The Michigan CCC also conducted groundwater surveys on several million acres of Michigan land, prepared five hundred sample rock trays for distribution to Michigan schools, and--in cooperation with Michigan State College--prepared twenty farm woodlots to show farmers how to properly thin wooded areas.

Recreation
The CCC camps balanced work with recreation. Each camp had a "canteen" where enrollees could buy film, candy, razor blades, and soda pop. Profits from the canteens were used for such camp extras as billiard tables. Each camp also had a library with an average of a thousand books and magazines. In 1937, Camp Germfask’s library boasted over 4,000 volumes. Most camps published a camp newspaper.

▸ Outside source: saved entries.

use std::sync::atomic::{AtomicBool, Ordering};
use std::sync::{Condvar, Mutex, MutexGuard};
use std::time::Duration;

use tracing::warn;

static SERVICE_LOCK_POISON_WARNED: AtomicBool = AtomicBool::new(false);

fn warn_lock_poison_once(operation: &'static str) {
    if SERVICE_LOCK_POISON_WARNED
        .compare_exchange(false, true, Ordering::Relaxed, Ordering::Relaxed)
        .is_ok()
    {
        warn!(operation, "pathfinder lock poisoned; recovered inner value");
    }
}

pub(super) fn lock<'a, T>(mutex: &'a Mutex<T>, operation: &'static str) -> MutexGuard<'a, T> {
    match mutex.lock() {
        Ok(guard) => guard,
        Err(poisoned) => {
            warn_lock_poison_once(operation);
            poisoned.into_inner()
        }
    }
}

pub(super) fn wait<'a, T>(
    condvar: &Condvar,
    guard: MutexGuard<'a, T>,
    operation: &'static str,
) -> MutexGuard<'a, T> {
    match condvar.wait(guard) {
        Ok(guard) => guard,
        Err(poisoned) => {
            warn_lock_poison_once(operation);
            poisoned.into_inner()
        }
    }
}

pub(super) fn wait_timeout<'a, T>(
    condvar: &Condvar,
    guard: MutexGuard<'a, T>,
    timeout: Duration,
    operation: &'static str,
) -> MutexGuard<'a, T> {
    match condvar.wait_timeout(guard, timeout) {
        Ok((guard, _)) => guard,
        Err(poisoned) => {
            warn_lock_poison_once(operation);
            poisoned.into_inner().0
        }
    }
}
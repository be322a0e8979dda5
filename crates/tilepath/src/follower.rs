use crate::geom::{CellCoord, Vec2};
use crate::path::Path;

/// A path being walked by one agent, plus the goal it was requested for.
#[derive(Debug, Clone, PartialEq)]
pub struct PathFollower {
    path: Path,
    end_goal: Vec2,
}

impl PathFollower {
    pub fn new(path: Path, end_goal: Vec2) -> Self {
        Self { path, end_goal }
    }

    pub fn end_goal(&self) -> Vec2 {
        self.end_goal
    }

    pub fn current_goal(&self) -> Option<Vec2> {
        self.path.peek()
    }

    pub fn advance(&mut self) -> Option<Vec2> {
        self.path.pop();
        self.path.peek()
    }

    pub fn is_finished(&self) -> bool {
        self.path.is_empty()
    }

    pub fn remaining(&self) -> &[Vec2] {
        self.path.waypoints()
    }

    /// Adopts a repath that was requested while this path was being walked.
    ///
    /// The new path was planned from wherever the agent stood when it asked,
    /// so its head may lead back over cells already crossed. When it passes
    /// through the waypoint currently being approached, walking resumes from
    /// there; otherwise the new path is taken from its start.
    pub fn splice(&mut self, mut path: Path, end_goal: Vec2) {
        if let Some(goal) = self.current_goal() {
            let goal_cell = CellCoord::from_world(goal);
            let rejoin = path
                .waypoints()
                .iter()
                .position(|waypoint| CellCoord::from_world(*waypoint) == goal_cell);
            if let Some(index) = rejoin {
                path.skip_to(index);
            }
        }
        self.path = path;
        self.end_goal = end_goal;
    }
}

#[cfg(test)]
mod tests {
    use super::*;

    fn centers(cells: &[(i32, i32)]) -> Path {
        cells
            .iter()
            .map(|&(x, y)| CellCoord::new(x, y).center_world())
            .collect()
    }

    #[test]
    fn advance_walks_to_completion() {
        let mut follower = PathFollower::new(centers(&[(1, 0), (2, 0)]), Vec2::new(2.5, 0.5));
        assert_eq!(follower.current_goal(), Some(Vec2::new(1.5, 0.5)));
        assert_eq!(follower.advance(), Some(Vec2::new(2.5, 0.5)));
        assert_eq!(follower.advance(), None);
        assert!(follower.is_finished());
    }

    #[test]
    fn splice_resumes_at_current_goal_when_new_path_crosses_it() {
        let mut follower =
            PathFollower::new(centers(&[(2, 0), (3, 0), (4, 0)]), Vec2::new(4.5, 0.5));
        let repath = centers(&[(1, 0), (2, 0), (3, 1), (4, 2)]);

        follower.splice(repath, Vec2::new(4.5, 2.5));

        assert_eq!(follower.current_goal(), Some(Vec2::new(2.5, 0.5)));
        assert_eq!(follower.remaining().len(), 3);
        assert_eq!(follower.end_goal(), Vec2::new(4.5, 2.5));
    }

    #[test]
    fn splice_takes_whole_path_when_it_diverges() {
        let mut follower = PathFollower::new(centers(&[(2, 0), (3, 0)]), Vec2::new(3.5, 0.5));
        follower.splice(centers(&[(0, 1), (0, 2)]), Vec2::new(0.5, 2.5));

        assert_eq!(follower.current_goal(), Some(Vec2::new(0.5, 1.5)));
        assert_eq!(follower.remaining().len(), 2);
    }

    #[test]
    fn splice_into_finished_follower_replaces_path() {
        let mut follower = PathFollower::new(Path::empty(), Vec2::default());
        follower.splice(centers(&[(5, 5)]), Vec2::new(5.5, 5.5));
        assert!(!follower.is_finished());
    }
}
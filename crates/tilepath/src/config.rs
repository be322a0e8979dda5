use std::fs;
use std::path::{Path, PathBuf};
use std::time::Duration;

use serde::{Deserialize, Serialize};
use thiserror::Error;

use crate::json::from_json_str;

pub const DEFAULT_MAX_CACHED_PATHS: usize = 200;
pub const DEFAULT_WORKER_COUNT: usize = 1;
pub const DEFAULT_IDLE_SLEEP_MS: u64 = 100;
pub const DEFAULT_SEARCH_TIMEOUT_MS: u64 = 2_000;
pub const DEFAULT_MAX_STEPS_PER_SLICE: u32 = 256;
/// Workers only notice shutdown and timeouts between slices.
pub const MAX_STEPS_PER_SLICE_LIMIT: u32 = 65_536;

/// Tunables for [`crate::Pathfinder`]. Every field is optional in JSON;
/// `search_timeout_ms: null` disables the watchdog.
#[derive(Debug, Clone, PartialEq, Eq, Serialize, Deserialize)]
#[serde(default, deny_unknown_fields)]
pub struct PathfinderConfig {
    pub max_cached_paths: usize,
    pub worker_count: usize,
    pub idle_sleep_ms: u64,
    pub search_timeout_ms: Option<u64>,
    pub max_steps_per_slice: u32,
}

impl Default for PathfinderConfig {
    fn default() -> Self {
        Self {
            max_cached_paths: DEFAULT_MAX_CACHED_PATHS,
            worker_count: DEFAULT_WORKER_COUNT,
            idle_sleep_ms: DEFAULT_IDLE_SLEEP_MS,
            search_timeout_ms: Some(DEFAULT_SEARCH_TIMEOUT_MS),
            max_steps_per_slice: DEFAULT_MAX_STEPS_PER_SLICE,
        }
    }
}

#[derive(Debug, Error)]
pub enum ConfigError {
    #[error("failed to read config file {path}: {source}")]
    ReadFile {
        path: PathBuf,
        #[source]
        source: std::io::Error,
    },
    #[error("config json invalid at {location}: {source}")]
    Parse {
        location: String,
        #[source]
        source: serde_json::Error,
    },
    #[error("worker_count must be at least 1")]
    NoWorkers,
    #[error("max_steps_per_slice must be at least 1")]
    ZeroStepBudget,
    #[error("max_steps_per_slice {value} exceeds the limit of {limit}")]
    StepBudgetTooLarge { value: u32, limit: u32 },
    #[error("search_timeout_ms must be positive; use null to disable the timeout")]
    ZeroTimeout,
}

impl PathfinderConfig {
    pub fn from_json_str(raw: &str) -> Result<Self, ConfigError> {
        let config: Self = from_json_str(raw).map_err(|failure| ConfigError::Parse {
            location: failure.location,
            source: failure.source,
        })?;
        config.validate()?;
        Ok(config)
    }

    pub fn load(path: &Path) -> Result<Self, ConfigError> {
        let raw = fs::read_to_string(path).map_err(|source| ConfigError::ReadFile {
            path: path.to_path_buf(),
            source,
        })?;
        Self::from_json_str(&raw)
    }

    pub fn validate(&self) -> Result<(), ConfigError> {
        if self.worker_count == 0 {
            return Err(ConfigError::NoWorkers);
        }
        if self.max_steps_per_slice == 0 {
            return Err(ConfigError::ZeroStepBudget);
        }
        if self.max_steps_per_slice > MAX_STEPS_PER_SLICE_LIMIT {
            return Err(ConfigError::StepBudgetTooLarge {
                value: self.max_steps_per_slice,
                limit: MAX_STEPS_PER_SLICE_LIMIT,
            });
        }
        if self.search_timeout_ms == Some(0) {
            return Err(ConfigError::ZeroTimeout);
        }
        Ok(())
    }

    pub fn idle_sleep(&self) -> Duration {
        normalize_non_zero_duration(
            Duration::from_millis(self.idle_sleep_ms),
            Duration::from_millis(DEFAULT_IDLE_SLEEP_MS),
        )
    }

    pub fn search_timeout(&self) -> Option<Duration> {
        self.search_timeout_ms
            .filter(|ms| *ms > 0)
            .map(Duration::from_millis)
    }
}

fn normalize_non_zero_duration(value: Duration, fallback: Duration) -> Duration {
    if value.is_zero() {
        fallback
    } else {
        value
    }
}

In 1935 the Mockingbird, the newspaper at Camp Steuben, was judged the best CCC camp newspaper in the nation.

Many camps fielded teams in basketball, baseball, six-man football, ice hockey, and boxing. Near St. Ignace, Company 3631 constructed facilities for tennis, volleyball, horseshoes and track and field. In 1936, Company 3032 at Camp Manistique won the Fort Brady District ice hockey and basketball championships. The baseball team also tied for the championship of the Central League, an independent league "which played high-class baseball." Boxing, too, was popular. Camp Walkerville in Bitely held Friday night fights that often drew crowds of up to 2,000 area residents. And Al Fehler of Company 3601, near Ironwood, fought his way to the Golden Gloves Tournament in Chicago. Others from Fehler’s camp skied in a local tournament with "several of the best jumpers in the world."

For more subdued recreation, enrollees at Camp Escanaba River had an orchestra that performed twenty-six times on radio station WBEO in Marquette. And in the summer of 1936 the nine-piece Camp St. Martins Drum and Bugle Corps played at St. Ignace, Newberry, and the U.P. State Fair in Escanaba. At the fair the corps won $25.00 and an invitation to the Michigan State Fair in Detroit. However, work projects forced them to decline this honor.

Trips into nearby towns for Saturday night dances were such an integral part of CCC recreation that ballroom dancing was taught at the camps. (Half of the enrollees entered the camps unable to dance.) Enrollee Bernard Bridges recalled that many of the men at Camp Big Bay, near Marquette, spent Saturday nights at the tavern in Hungry Hollow. There developed an antagonism between local lumbermen and CCC enrollees trying to impress the settlement’s dozen eligible women.

The Selection Board
The average Michigan CCC enrollee began his CCC experience by applying at a local selection board. "Junior" applicants, who composed 90 percent of the corps, had to be single males between seventeen and twenty-three years old, unemployed, in need, U.S. citizens, and not attending school. They had to be capable of physical labor, not too short (below 60 inches), not too tall (over 78 inches), nor too light (less than 107 pounds). Other conditions that might disqualify an applicant included varicose veins and a lack of at least "three serviceable natural masticating teeth above and below."

If chosen, a candidate enrolled for six months and agreed to send at least $22 of his $30 monthly wage home to his dependants. He underwent a physical examination and vaccinations, took the CCC oath, and received his clothing and supplies. His clothing allotment included shoes, socks, underwear, a blue denim work suit, and an old-army, olive-drab uniform for dress purposes. He also received a toilet kit, a towel, a mess kit, a steel cot, a cotton mattress, bedding, and a round metal disk with his service number inscribed on it.